Multiple Sclerosis

Multiple Sslerosis is an autoimmune condition of the nervous system and the brain. An autoimmune disorder means that the body’s innate ability to attack potentially harmful foreign bodies backfires. When this happens, the immune cells that should target the pathogens attach normal and healthy cells instead. Multiple sclerosis is such a condition in which the nerve endings are damaged due to the loss or destruction of the myelin sheath, a protective covering. The sensitivity and effective transmitting capability of the nerves are then compromised.

Multiple sclerosis is characterized by scattered plaques of demyelination throughout the white matter of the central nervous system.

Multiple sclerosis comes from the hardened plaques of scar tissue located at multiple sites throughout the Central Nervous System. The multiple scars that give the disease its name are the end result of the patchy breakdown of the insulating myelin cover that surrounds nerves. Nerve fibers in the Central Nervous System are covered with a myelin sheath which provides an insulating function similar to that of the insulation around electrical wires. This insulation allows nerve conduction to proceed smoothly and at a rapid rate. Plaques or patches of inflammation damage the myelin around the nerve and disrupt the transmission of messages that communicate the desired action from the brain through the spinal cord to various parts of the body. For example, plaques that disrupt nerve fibers in the brain going to the legs could affect the ability to walk. Patients with multiple sclerosis often have a clinical history of episodes of neurologic symptoms that are related to multiple patches of inflammation in the spinal cord, brain, and optic nerves. Although the symptoms may suggest that one plaque has developed, there probably is more than one, and possibly many. More surprisingly, some plaques may develop and heal without causing any symptoms.
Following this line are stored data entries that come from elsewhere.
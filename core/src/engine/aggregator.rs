use std::collections::{BTreeMap, HashSet};
use std::net::IpAddr;

use reconic_common::models::outcome::{Classification, ProbeOutcome};
use reconic_common::models::target::Target;
use reconic_common::models::work::WorkItem;
use reconic_common::services::UNKNOWN_SERVICE;
use serde::Serialize;

use super::dispatcher::DispatchSummary;

/// Collects the hits of one dispatch.
///
/// Owned by the loop that harvests finished probes, so recording needs no lock.
/// Misses and repeated work items are dropped on the way in.
#[derive(Debug)]
pub struct ResultAggregator {
    target: Target,
    seen: HashSet<WorkItem>,
    hits: Vec<ProbeOutcome>,
}

impl ResultAggregator {
    pub fn new(target: Target) -> Self {
        Self {
            target,
            seen: HashSet::new(),
            hits: Vec::new(),
        }
    }

    /// Returns `true` when the outcome was kept.
    pub fn record(&mut self, outcome: ProbeOutcome) -> bool {
        if !outcome.is_success() || !self.seen.insert(outcome.item().clone()) {
            return false;
        }
        self.hits.push(outcome);
        true
    }

    pub fn len(&self) -> usize {
        self.hits.len()
    }

    pub fn is_empty(&self) -> bool {
        self.hits.is_empty()
    }

    /// Seals the collected hits once the dispatch has drained.
    pub fn finish(self, summary: DispatchSummary) -> ScanReport {
        ScanReport {
            target: self.target,
            hits: self.hits,
            total: summary.total,
            probed: summary.completed,
            cancelled: summary.cancelled,
        }
    }
}

/// The deduplicated hits of one scan job.
///
/// Hit order is whatever order the probes finished in; the accessors below sort.
#[derive(Clone, Debug, Serialize)]
pub struct ScanReport {
    target: Target,
    hits: Vec<ProbeOutcome>,
    total: usize,
    probed: usize,
    cancelled: bool,
}

impl ScanReport {
    pub fn target(&self) -> &Target {
        &self.target
    }

    pub fn hits(&self) -> &[ProbeOutcome] {
        &self.hits
    }

    pub fn len(&self) -> usize {
        self.hits.len()
    }

    pub fn is_empty(&self) -> bool {
        self.hits.is_empty()
    }

    pub fn contains(&self, item: &WorkItem) -> bool {
        self.hits.iter().any(|hit| hit.item() == item)
    }

    /// Number of work items in the job.
    pub fn total(&self) -> usize {
        self.total
    }

    /// Number of probes that ran to completion (hit, miss or timeout).
    pub fn probed(&self) -> usize {
        self.probed
    }

    /// Whether the stop signal cut the job short.
    pub fn is_cancelled(&self) -> bool {
        self.cancelled
    }

    /// Open ports with their service names, by port number.
    pub fn open_ports(&self) -> Vec<(u16, String)> {
        let mut ports: Vec<(u16, String)> = self
            .hits
            .iter()
            .filter_map(|hit| match (hit.item(), hit.payload()) {
                (WorkItem::Port(port), Some(Classification::Service(name))) => {
                    Some((*port, name.clone()))
                }
                (WorkItem::Port(port), _) => Some((*port, UNKNOWN_SERVICE.to_string())),
                _ => None,
            })
            .collect();
        ports.sort_unstable_by_key(|(port, _)| *port);
        ports
    }

    /// Discovered directory URLs, sorted.
    pub fn urls(&self) -> Vec<String> {
        let mut urls: Vec<String> = self
            .hits
            .iter()
            .filter_map(|hit| match hit.payload() {
                Some(Classification::Url(url)) => Some(url.clone()),
                _ => None,
            })
            .collect();
        urls.sort_unstable();
        urls
    }

    /// Subdomains that answered, sorted.
    pub fn live_subdomains(&self) -> Vec<String> {
        let mut names: Vec<String> = self
            .hits
            .iter()
            .filter_map(|hit| match hit.item() {
                WorkItem::Subdomain(name) => Some(name.clone()),
                _ => None,
            })
            .collect();
        names.sort_unstable();
        names
    }

    /// Subdomains with the addresses they resolved to.
    pub fn resolved_subdomains(&self) -> BTreeMap<String, Vec<IpAddr>> {
        self.hits
            .iter()
            .filter_map(|hit| match (hit.item(), hit.payload()) {
                (WorkItem::Subdomain(name), Some(Classification::Addresses(addrs))) => {
                    Some((name.clone(), addrs.clone()))
                }
                _ => None,
            })
            .collect()
    }
}

// ╔════════════════════════════════════════════╗
// ║ ████████╗███████╗███████╗████████╗███████╗ ║
// ║ ╚══██╔══╝██╔════╝██╔════╝╚══██╔══╝██╔════╝ ║
// ║    ██║   █████╗  ███████╗   ██║   ███████╗ ║
// ║    ██║   ██╔══╝  ╚════██║   ██║   ╚════██║ ║
// ║    ██║   ███████╗███████║   ██║   ███████║ ║
// ║    ╚═╝   ╚══════╝╚══════╝   ╚═╝   ╚══════╝ ║
// ╚════════════════════════════════════════════╝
Under the microscope, the lesions or plaques are seen as areas in which there is a preponderance of thickly myelinated fibers, the white matter of the brain, so called because it appears pale due to the presence of myelin, compared to the gray matter in which there is little myelin, compared to the gray matter in which there is little myelin. The area of plaque shows disruption of the myelin and some damage or loss of axons as well. There is an inflammatory reaction in these plaques, with some repair fibers in older plaques and some scarring in very old plaques. More episodes of demyelination and more plaques may appear as years pass. Myelin can be repaired, allowing function to be restored, but conduction may be slower in these repaired fibers. Although repair can occur and may often be almost complete, the repeated myelin breakdown, incomplete repair, and accumulation of scarring lead to some progression of symptoms and signs of the disease after many years in most people with multiple sclerosis.

Once the disease was described and has a name, it was possible for physicians everywhere to recognize it. It became clear that multiple sclerosis was not uncommon, but was in fact the most common serious neurological disease in young adults. It followed a number of different patterns and courses, sometimes appearing more than once in the same family, and was more common in certain parts of the world and in white people.

Any person with a family history of multiple sclerosis should be aware that there is likelihood for him or her to acquire the disease. Studies have also determined that the prevalence of multiple sclerosis varies depending on geographical location. Northern Europeans, North Americans, and Australians have high incidences of this disease, as compared to other regions. The National Institutes of Health also stated that women are at higher risk of getting multiple sclerosis, and this may be diagnoses between the ages of 20 to 40 years old.

We do not know why one person has a progressive course of symptoms and problems, while another has mild disease that produces little disability over time. Multiple sclerosis can have different patterns in people in the same family, and what pattern a person has seems to have nothing to do with anything we can measure in the body, life activities, or whatever steps are taken to manage the disease.

However, there are many symptoms that should be warning signs of the severity of multiple sclerosis. Among them are decrease in attention span, lack of concentration, less coordinated movements, failing memory, and bouts of depression. His or her movements may become slower than usual, and may have uncontrollable muscle spasms, especially in the lower limbs. A patient with multiple sclerosis may have problems with speech, experiences dizziness, and double vision. With regards to urinary health, a person with multiple sclerosis often feels the need to urinate, and may have incontinence or urine leakage.

What are the tests the medical professionals usually perform to determine the occurrence or existence of multiple sclerosis in the nervous system? If a person is diagnosed with multiple sclerosis, what kind of treatment is available for him or her? Neurological exams are done to check nerve sensitivity, reflex responses, as well assess the sense of hearing, vision, and others. A magnetic resonance imaging (MRI) scan can be done to locate the damaged nerves, if any.

To treat this condition, physical therapy accompanied by medication is usually done. Antidepressants, cholinergic drugs, and steroids are among those prescribed. Aside from those, speech therapy may be needed to regain the patient’s ability to communicate. Group therapy should also be done so a patient can deal with the mood changes and depression associated with multiple sclerosis. To recover faster the patient adapts exercise programs and well-balanced diets.